# Pulling out a prefactor from a dot product

I have three complicated vectors u, v and w as well as three simple prefactors a, b and c, which actually give the volume element in spherical coordinates. With z = a*u + b*v + c*w I want to compute Dot[z, Conjugate[z]] and integrate over the variable φ, which appears in the prefactors but not in the vectors.

If I just plug in everything, then Mathematica apparently gets confused by the lengthy expression and integration takes forever, although it's mathematically very simple. (I could do it with pen and paper if I wanted.) I presume that Mathematica wants to do some kind of simplification on the integrand and gets stuck there.

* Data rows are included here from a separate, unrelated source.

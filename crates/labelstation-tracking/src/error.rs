use thiserror::Error;

/// Errors talking to the scan tracking service.
///
/// None of these mean "not scanned": a barcode the service does not know is
/// a successful answer, not an error.
#[derive(Debug, Error)]
pub enum TrackingError {
    /// The request never produced a response (connect, timeout, TLS).
    #[error("tracking service unreachable ({endpoint}): {source}")]
    Http {
        endpoint: String,
        #[source]
        source: reqwest::Error,
    },

    /// The service answered with a non-success status.
    #[error("tracking service returned {status} for {endpoint}: {body}")]
    Status {
        endpoint: String,
        status: u16,
        body: String,
    },

    /// The response body did not match the expected record shape.
    #[error("malformed response from {endpoint}: {source}")]
    Deserialization {
        endpoint: String,
        #[source]
        source: reqwest::Error,
    },

    /// Unusable client configuration
    #[error("tracking configuration error: {0}")]
    Config(String),

    /// The local issuance store could not be read
    #[error("issuance store unavailable: {0}")]
    Store(String),
}

impl TrackingError {
    pub fn config(message: impl Into<String>) -> Self {
        Self::Config(message.into())
    }

    pub fn store(message: impl Into<String>) -> Self {
        Self::Store(message.into())
    }

    /// Whether a later poll may succeed without operator action.
    pub fn is_transient(&self) -> bool {
        match self {
            Self::Http { .. } | Self::Store(_) => true,
            Self::Status { status, .. } => *status >= 500,
            Self::Deserialization { .. } | Self::Config(_) => false,
        }
    }
}

pub type Result<T> = std::result::Result<T, TrackingError>;

#[cfg(test)]
mod tests {
    use super::*;
    use rstest::rstest;

    #[rstest]
    #[case(503, true)]
    #[case(500, true)]
    #[case(400, false)]
    #[case(401, false)]
    fn test_status_transience(#[case] status: u16, #[case] transient: bool) {
        let err = TrackingError::Status {
            endpoint: "GET /devices".into(),
            status,
            body: String::new(),
        };
        assert_eq!(err.is_transient(), transient);
    }

    #[test]
    fn test_config_error_is_permanent() {
        let err = TrackingError::config("bad url");
        assert!(!err.is_transient());
        assert_eq!(err.to_string(), "tracking configuration error: bad url");
    }
}
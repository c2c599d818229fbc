//! Mock collaborators for development and testing.

mod sink;

pub use sink::{PrintJob, RecordingPrintSink};
//! TSPL encoding for TSC thermal label printers.
//!
//! [`TsplCommands`] is a small builder over the command language; [`encode`]
//! turns a [`PageArtifact`] into a complete print job. The artifact is
//! usually composed at a higher resolution than the print head, so every
//! position and bitmap is rescaled to the printer's resolution.
//!
//! ```
//! use labelstation_label::tspl::TsplCommands;
//!
//! let job = TsplCommands::new()
//!     .size(51.0, 25.0)
//!     .gap(2.0)
//!     .cls()
//!     .print(1)
//!     .into_bytes();
//!
//! assert_eq!(job, b"SIZE 51 mm,25 mm\r\nGAP 2 mm,0 mm\r\nCLS\r\nPRINT 1\r\n");
//! ```

use crate::artifact::PageArtifact;
use crate::units::{pt_to_dots, rescale};
use image::GrayImage;
use image::imageops::{self, FilterType};
use serde::{Deserialize, Serialize};

/// Luma values below this print as a dot.
const BLACK_THRESHOLD: u8 = 128;

/// Printer-side job settings.
#[derive(Debug, Clone, PartialEq, Serialize, Deserialize)]
#[serde(default)]
pub struct PrintSettings {
    /// Print head resolution.
    pub dpi: u32,
    /// Gap between labels on the roll.
    pub gap_mm: f64,
    /// Darkness, 0-15.
    pub density: u8,
    /// Inches per second.
    pub speed: u8,
    pub direction: u8,
    /// Reference point offset in dots.
    pub reference_x: u32,
    pub reference_y: u32,
    pub tear: bool,
    pub copies: u32,
}

impl Default for PrintSettings {
    fn default() -> Self {
        Self {
            dpi: 300,
            gap_mm: 2.0,
            density: 8,
            speed: 4,
            direction: 1,
            reference_x: 0,
            reference_y: 0,
            tear: true,
            copies: 1,
        }
    }
}

/// Builder for a TSPL command stream.
#[derive(Debug, Clone, Default)]
pub struct TsplCommands {
    buf: Vec<u8>,
}

impl TsplCommands {
    pub fn new() -> Self {
        Self::default()
    }

    fn line(mut self, command: &str) -> Self {
        self.buf.extend_from_slice(command.as_bytes());
        self.buf.extend_from_slice(b"\r\n");
        self
    }

    pub fn size(self, width_mm: f64, height_mm: f64) -> Self {
        self.line(&format!("SIZE {width_mm} mm,{height_mm} mm"))
    }

    pub fn gap(self, gap_mm: f64) -> Self {
        self.line(&format!("GAP {gap_mm} mm,0 mm"))
    }

    pub fn direction(self, direction: u8) -> Self {
        self.line(&format!("DIRECTION {direction}"))
    }

    pub fn reference(self, x: u32, y: u32) -> Self {
        self.line(&format!("REFERENCE {x},{y}"))
    }

    pub fn tear(self, on: bool) -> Self {
        self.line(if on { "SET TEAR ON" } else { "SET TEAR OFF" })
    }

    pub fn density(self, density: u8) -> Self {
        self.line(&format!("DENSITY {density}"))
    }

    pub fn speed(self, speed: u8) -> Self {
        self.line(&format!("SPEED {speed}"))
    }

    pub fn cls(self) -> Self {
        self.line("CLS")
    }

    /// Scalable-font text with its top-left corner at (`x`, `y`).
    pub fn text(self, x: u32, y: u32, size_pt: u32, content: &str) -> Self {
        let escaped = content.replace('"', "\\[\"]");
        self.line(&format!("TEXT {x},{y},\"0\",0,{size_pt},{size_pt},\"{escaped}\""))
    }

    /// Monochrome bitmap with its top-left corner at (`x`, `y`).
    ///
    /// A cleared bit prints a dot.
    pub fn bitmap(mut self, x: u32, y: u32, image: &GrayImage) -> Self {
        let width_bytes = image.width().div_ceil(8);
        let header = format!("BITMAP {x},{y},{width_bytes},{},0,", image.height());
        self.buf.extend_from_slice(header.as_bytes());
        self.buf.extend_from_slice(&pack_rows(image));
        self.buf.extend_from_slice(b"\r\n");
        self
    }

    pub fn print(self, copies: u32) -> Self {
        self.line(&format!("PRINT {copies}"))
    }

    pub fn into_bytes(self) -> Vec<u8> {
        self.buf
    }
}

/// Pack a grayscale image into TSPL bitmap rows, one bit per dot,
/// most significant bit first, padding bits white.
fn pack_rows(image: &GrayImage) -> Vec<u8> {
    let width_bytes = image.width().div_ceil(8) as usize;
    let mut out = vec![0xFF; width_bytes * image.height() as usize];

    for (x, y, pixel) in image.enumerate_pixels() {
        if pixel[0] < BLACK_THRESHOLD {
            let idx = y as usize * width_bytes + (x / 8) as usize;
            out[idx] &= !(0x80 >> (x % 8));
        }
    }

    out
}

fn is_blank(image: &GrayImage) -> bool {
    image.pixels().all(|p| p[0] >= BLACK_THRESHOLD)
}

fn scale_image(image: &GrayImage, from_dpi: u32, to_dpi: u32) -> GrayImage {
    let width = rescale(image.width(), from_dpi, to_dpi).max(1);
    let height = rescale(image.height(), from_dpi, to_dpi).max(1);
    if (width, height) == image.dimensions() {
        return image.clone();
    }
    imageops::resize(image, width, height, FilterType::Nearest)
}

/// Encode `artifact` as a complete TSPL job.
///
/// Blank base artwork is omitted. Text anchors are baselines in the artifact
/// but top-left corners in TSPL, so each run is raised by its cap height.
pub fn encode(artifact: &PageArtifact, settings: &PrintSettings) -> Vec<u8> {
    let from = artifact.dpi;
    let to = settings.dpi;

    let mut job = TsplCommands::new()
        .size(artifact.width_mm, artifact.height_mm)
        .gap(settings.gap_mm)
        .direction(settings.direction)
        .reference(settings.reference_x, settings.reference_y)
        .tear(settings.tear)
        .density(settings.density)
        .speed(settings.speed)
        .cls();

    if !is_blank(&artifact.base) {
        job = job.bitmap(0, 0, &scale_image(&artifact.base, from, to));
    }

    if let Some(symbol) = &artifact.symbol {
        job = job.bitmap(
            rescale(symbol.x_dots, from, to),
            rescale(symbol.y_dots, from, to),
            &scale_image(&symbol.image, from, to),
        );
    }

    for text in &artifact.texts {
        // Cap height taken as 3/4 of the em size.
        let cap = pt_to_dots(text.font_pt * 0.75, to);
        let size = text.font_pt.round().max(1.0) as u32;
        let x = rescale(text.x_dots, from, to);
        let y = rescale(text.y_dots, from, to).saturating_sub(cap);
        job = job.text(x, y, size, &text.text);
        // The built-in font has no bold weight; strike the run again one dot right.
        if text.bold {
            job = job.text(x + 1, y, size, &text.text);
        }
    }

    job.print(settings.copies).into_bytes()
}
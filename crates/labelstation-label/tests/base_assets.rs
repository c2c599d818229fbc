//! Integration tests for composing onto base artwork read from disk.
//!
//! Run with: cargo test --package labelstation-label --test base_assets

use image::{GrayImage, Luma};
use labelstation_core::DeviceType;
use labelstation_label::mock::FixedSymbolRenderer;
use labelstation_label::tspl::{self, PrintSettings};
use labelstation_label::{BaseAssets, LabelComposer, LabelError, TemplateRegistry};
use tempfile::TempDir;

/// Artwork with a black frame, at half the artifact resolution.
fn write_artwork(dir: &TempDir, name: &str) {
    let art = GrayImage::from_fn(602, 295, |x, y| {
        if x < 4 || y < 4 || x >= 598 || y >= 291 {
            Luma([0])
        } else {
            Luma([255])
        }
    });
    art.save(dir.path().join(name)).unwrap();
}

fn composer(dir: &TempDir) -> LabelComposer {
    LabelComposer::new(
        TemplateRegistry::builtin(),
        BaseAssets::directory(dir.path()),
        FixedSymbolRenderer::new(),
    )
}

#[test]
fn test_overlay_is_merged_onto_artwork() {
    let dir = TempDir::new().unwrap();
    write_artwork(&dir, "templ_103g.png");

    let page = composer(&dir)
        .compose("RC-103G-000123", DeviceType::Rc103G, b"RC-103G-000123")
        .unwrap();

    assert_eq!(page.base.dimensions(), (1205, 591));
    assert!(page.base.get_pixel(0, 0)[0] < 128);
    assert!(page.base.get_pixel(600, 300)[0] > 128);

    let flat = page.flatten();
    let symbol = page.symbol.as_ref().unwrap();
    assert_eq!(flat.get_pixel(symbol.x_dots, symbol.y_dots)[0], 0);
    assert!(flat.get_pixel(0, 0)[0] < 128);
}

#[test]
fn test_each_type_reads_its_own_artwork() {
    let dir = TempDir::new().unwrap();
    write_artwork(&dir, "templ_103.png");

    let composer = composer(&dir);
    composer
        .compose("RC-103-000123", DeviceType::Rc103, b"RC-103-000123")
        .unwrap();

    let err = composer
        .compose("RC-103G-000123", DeviceType::Rc103G, b"RC-103G-000123")
        .unwrap_err();
    assert!(matches!(err, LabelError::AssetMissing { ref path } if path.ends_with("templ_103g.png")));
}

#[test]
fn test_corrupt_artwork_is_unreadable() {
    let dir = TempDir::new().unwrap();
    std::fs::write(dir.path().join("templ_110.png"), b"not a png").unwrap();

    let err = composer(&dir)
        .compose("RC-110-000001", DeviceType::Rc110, b"RC-110-000001")
        .unwrap_err();
    assert!(matches!(err, LabelError::AssetUnreadable { .. }));
    assert!(!err.is_internal());
}

#[test]
fn test_printed_job_carries_artwork_and_symbol() {
    let dir = TempDir::new().unwrap();
    write_artwork(&dir, "templ_102.png");

    let page = composer(&dir)
        .compose("RC-102-000001", DeviceType::Rc102, b"RC-102-000001")
        .unwrap();
    let job = tspl::encode(&page, &PrintSettings::default());
    let text = String::from_utf8_lossy(&job);

    assert_eq!(text.matches("BITMAP ").count(), 2);
    assert!(text.contains("BITMAP 0,0,76,296,0,"));
    // Eight regular fields and the serial struck twice.
    assert_eq!(text.matches("TEXT ").count(), 10);
    assert!(text.contains("\"Type RADIACODE-102\""));
    assert!(text.ends_with("PRINT 1\r\n"));
}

So my idea was to treat u, v and w as formal variables, do the integration first and then plug in the actual expressions for u, v and w after obtaining the integral. However, now Mathematica doesn't know anymore, how to treat the dot product since it doesn't know that a, b and c are numbers, while u, v and w are vectors.

I already tried to fumble around with replacement rules and made Mathematica split up the dot product into individual factors. Then, however I end up with terms like Sin[φ].Sin[φ], which don't get simplified to Sin[φ]^2 and therefore cannot be integrated. At this point I am stuck and don't know how to proceed. Usual tricks like testing for NumericQ as proposed here don't work for me, since all expressions include functions themselves.

Any help or suggestions how to do it differently would be appreciated. Thanks!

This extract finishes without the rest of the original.